_Task statement:_
Work through the data below and state how many lines contain "runs", giving that number alone.

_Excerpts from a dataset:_
****************

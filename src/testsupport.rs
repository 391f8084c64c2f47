//! Shared test fixtures for config and session-layer test modules.
//!
//! `FakeTmux` is a scripted in-memory driver so session logic can be
//! exercised without a tmux server or any subprocess. `TestTempDir` backs
//! config-file fixtures. Both are intentionally std-only plumbing.

use crate::error::TmuxError;
use crate::tmux::TmuxCommands;
use async_trait::async_trait;
use std::fs;
use std::path::{Path, PathBuf};
use std::sync::atomic::{AtomicU64, Ordering};
use std::sync::{Arc, Mutex};
use std::time::{SystemTime, UNIX_EPOCH};

// ---------------------------------------------------------------------------
// FakeTmux
// ---------------------------------------------------------------------------

#[derive(Debug, Clone)]
enum ScriptedFailure {
    Command(String),
    Spawn(String),
}

#[derive(Debug)]
struct FakeSession {
    name: String,
    windows: Vec<String>,
}

#[derive(Debug, Default)]
struct FakeState {
    sessions: Vec<FakeSession>,
    calls: Vec<String>,
    failures: Vec<(String, ScriptedFailure)>,
    window_lines: Option<Vec<String>>,
    capture_lines: Vec<String>,
}

/// In-memory tmux double implementing the driver contract.
///
/// Clones share state, so a test can keep one handle for assertions after
/// moving another into a client.
#[derive(Clone, Default)]
pub struct FakeTmux {
    state: Arc<Mutex<FakeState>>,
}

impl FakeTmux {
    pub fn new() -> Self {
        Self::default()
    }

    /// Seed one session holding the given window names, indexed in order.
    pub fn with_session(self, name: &str, windows: &[&str]) -> Self {
        self.state.lock().expect("fake state").sessions.push(FakeSession {
            name: name.to_string(),
            windows: windows.iter().map(|w| w.to_string()).collect(),
        });
        self
    }

    /// Script a non-zero exit for one subcommand, every time it runs.
    pub fn fail_command(self, subcommand: &str, detail: &str) -> Self {
        self.state.lock().expect("fake state").failures.push((
            subcommand.to_string(),
            ScriptedFailure::Command(detail.to_string()),
        ));
        self
    }

    /// Script a spawn failure for one subcommand, every time it runs.
    pub fn fail_spawn(self, subcommand: &str, detail: &str) -> Self {
        self.state.lock().expect("fake state").failures.push((
            subcommand.to_string(),
            ScriptedFailure::Spawn(detail.to_string()),
        ));
        self
    }

    /// Replace list-windows output with fixed raw lines.
    pub fn with_window_lines(self, lines: &[&str]) -> Self {
        self.state.lock().expect("fake state").window_lines =
            Some(lines.iter().map(|line| line.to_string()).collect());
        self
    }

    /// Script the text returned by capture-pane.
    pub fn with_capture_lines(self, lines: &[&str]) -> Self {
        self.state.lock().expect("fake state").capture_lines =
            lines.iter().map(|line| line.to_string()).collect();
        self
    }

    /// Every driver call so far, as `subcommand arg arg ...` strings.
    pub fn calls(&self) -> Vec<String> {
        self.state.lock().expect("fake state").calls.clone()
    }

    fn record(&self, subcommand: &str, args: &[String]) {
        let mut parts = vec![subcommand.to_string()];
        parts.extend(args.iter().cloned());
        self.state
            .lock()
            .expect("fake state")
            .calls
            .push(parts.join(" "));
    }

    fn scripted_failure(&self, subcommand: &str) -> Option<TmuxError> {
        let state = self.state.lock().expect("fake state");
        state
            .failures
            .iter()
            .find(|(command, _)| command == subcommand)
            .map(|(command, failure)| match failure {
                ScriptedFailure::Command(detail) => TmuxError::CommandFailed {
                    command: command.clone(),
                    detail: detail.clone(),
                },
                ScriptedFailure::Spawn(detail) => TmuxError::Spawn(detail.clone()),
            })
    }
}

/// Initial window name tmux would pick for a create call: `-n` when given,
/// the default shell window otherwise.
fn initial_window_name(extra_args: &[String]) -> String {
    let mut args = extra_args.iter();
    while let Some(arg) = args.next() {
        if arg == "-n" {
            if let Some(name) = args.next() {
                return name.clone();
            }
        }
    }
    "shell".to_string()
}

#[async_trait]
impl TmuxCommands for FakeTmux {
    async fn new_session(&self, name: &str, extra_args: &[String]) -> Result<(), TmuxError> {
        let mut recorded = vec![name.to_string()];
        recorded.extend(extra_args.iter().cloned());
        self.record("new-session", &recorded);
        if let Some(err) = self.scripted_failure("new-session") {
            return Err(err);
        }
        let mut state = self.state.lock().expect("fake state");
        if state.sessions.iter().any(|session| session.name == name) {
            return Err(TmuxError::CommandFailed {
                command: "new-session".into(),
                detail: format!("duplicate session: {name}"),
            });
        }
        state.sessions.push(FakeSession {
            name: name.to_string(),
            windows: vec![initial_window_name(extra_args)],
        });
        Ok(())
    }

    async fn list_sessions(&self) -> Result<Vec<String>, TmuxError> {
        self.record("list-sessions", &[]);
        if let Some(err) = self.scripted_failure("list-sessions") {
            return Err(err);
        }
        let state = self.state.lock().expect("fake state");
        Ok(state
            .sessions
            .iter()
            .map(|session| session.name.clone())
            .collect())
    }

    async fn rename_session(&self, old: &str, new: &str) -> Result<(), TmuxError> {
        self.record("rename-session", &[old.to_string(), new.to_string()]);
        if let Some(err) = self.scripted_failure("rename-session") {
            return Err(err);
        }
        let mut state = self.state.lock().expect("fake state");
        if state.sessions.iter().any(|session| session.name == new) {
            return Err(TmuxError::CommandFailed {
                command: "rename-session".into(),
                detail: format!("duplicate session: {new}"),
            });
        }
        match state.sessions.iter_mut().find(|session| session.name == old) {
            Some(session) => {
                session.name = new.to_string();
                Ok(())
            }
            None => Err(TmuxError::CommandFailed {
                command: "rename-session".into(),
                detail: format!("can't find session: {old}"),
            }),
        }
    }

    async fn kill_session(&self, name: &str) -> Result<(), TmuxError> {
        self.record("kill-session", &[name.to_string()]);
        if let Some(err) = self.scripted_failure("kill-session") {
            return Err(err);
        }
        let mut state = self.state.lock().expect("fake state");
        let before = state.sessions.len();
        state.sessions.retain(|session| session.name != name);
        if state.sessions.len() == before {
            return Err(TmuxError::CommandFailed {
                command: "kill-session".into(),
                detail: format!("can't find session: {name}"),
            });
        }
        Ok(())
    }

    async fn new_window(&self, session: &str, name: &str) -> Result<(), TmuxError> {
        self.record("new-window", &[session.to_string(), name.to_string()]);
        if let Some(err) = self.scripted_failure("new-window") {
            return Err(err);
        }
        let mut state = self.state.lock().expect("fake state");
        match state.sessions.iter_mut().find(|s| s.name == session) {
            Some(s) => {
                s.windows.push(name.to_string());
                Ok(())
            }
            None => Err(TmuxError::CommandFailed {
                command: "new-window".into(),
                detail: format!("can't find session: {session}"),
            }),
        }
    }

    async fn list_windows(&self, session: &str) -> Result<Vec<String>, TmuxError> {
        self.record("list-windows", &[session.to_string()]);
        if let Some(err) = self.scripted_failure("list-windows") {
            return Err(err);
        }
        let state = self.state.lock().expect("fake state");
        if let Some(lines) = &state.window_lines {
            return Ok(lines.clone());
        }
        match state.sessions.iter().find(|s| s.name == session) {
            Some(s) => Ok(s
                .windows
                .iter()
                .enumerate()
                .map(|(index, name)| format!("{index}\t{name}"))
                .collect()),
            None => Err(TmuxError::CommandFailed {
                command: "list-windows".into(),
                detail: format!("can't find session: {session}"),
            }),
        }
    }

    async fn send_keys(&self, target: &str, keys: &[String]) -> Result<(), TmuxError> {
        let mut recorded = vec![target.to_string()];
        recorded.extend(keys.iter().cloned());
        self.record("send-keys", &recorded);
        if let Some(err) = self.scripted_failure("send-keys") {
            return Err(err);
        }
        let state = self.state.lock().expect("fake state");
        let session = target.split(':').next().unwrap_or(target);
        if !state.sessions.iter().any(|s| s.name == session) {
            return Err(TmuxError::CommandFailed {
                command: "send-keys".into(),
                detail: format!("can't find pane: {target}"),
            });
        }
        Ok(())
    }

    async fn capture_pane(&self, target: &str) -> Result<Vec<String>, TmuxError> {
        self.record("capture-pane", &[target.to_string()]);
        if let Some(err) = self.scripted_failure("capture-pane") {
            return Err(err);
        }
        let state = self.state.lock().expect("fake state");
        Ok(state.capture_lines.clone())
    }
}

// ---------------------------------------------------------------------------
// TestTempDir
// ---------------------------------------------------------------------------

static TEST_DIR_COUNTER: AtomicU64 = AtomicU64::new(0);

/// Temporary directory fixture with best-effort cleanup.
#[derive(Debug)]
pub struct TestTempDir {
    path: PathBuf,
}

impl TestTempDir {
    /// Create a unique temporary directory with a readable prefix.
    pub fn new(prefix: &str) -> Self {
        let suffix = TEST_DIR_COUNTER.fetch_add(1, Ordering::Relaxed);
        let millis = SystemTime::now()
            .duration_since(UNIX_EPOCH)
            .unwrap_or_default()
            .as_millis();
        let dir = std::env::temp_dir().join(format!("muxctl-{prefix}-{millis}-{suffix}"));
        fs::create_dir_all(&dir).expect("failed to create temporary fixture directory");
        Self { path: dir }
    }

    /// Root directory path for this fixture.
    pub fn path(&self) -> &Path {
        &self.path
    }

    /// Build a child path under the fixture root.
    pub fn child(&self, relative: &str) -> PathBuf {
        self.path.join(relative)
    }

    /// Write UTF-8 text to a child path, creating parent directories as needed.
    pub fn write_text(&self, relative: &str, content: &str) -> PathBuf {
        let path = self.child(relative);
        if let Some(parent) = path.parent() {
            fs::create_dir_all(parent).expect("failed to create parent directories for fixture");
        }
        fs::write(&path, content).expect("failed to write fixture file");
        path
    }
}

impl Drop for TestTempDir {
    fn drop(&mut self) {
        let _ = fs::remove_dir_all(&self.path);
    }
}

****************

_Response to this exercise:_
2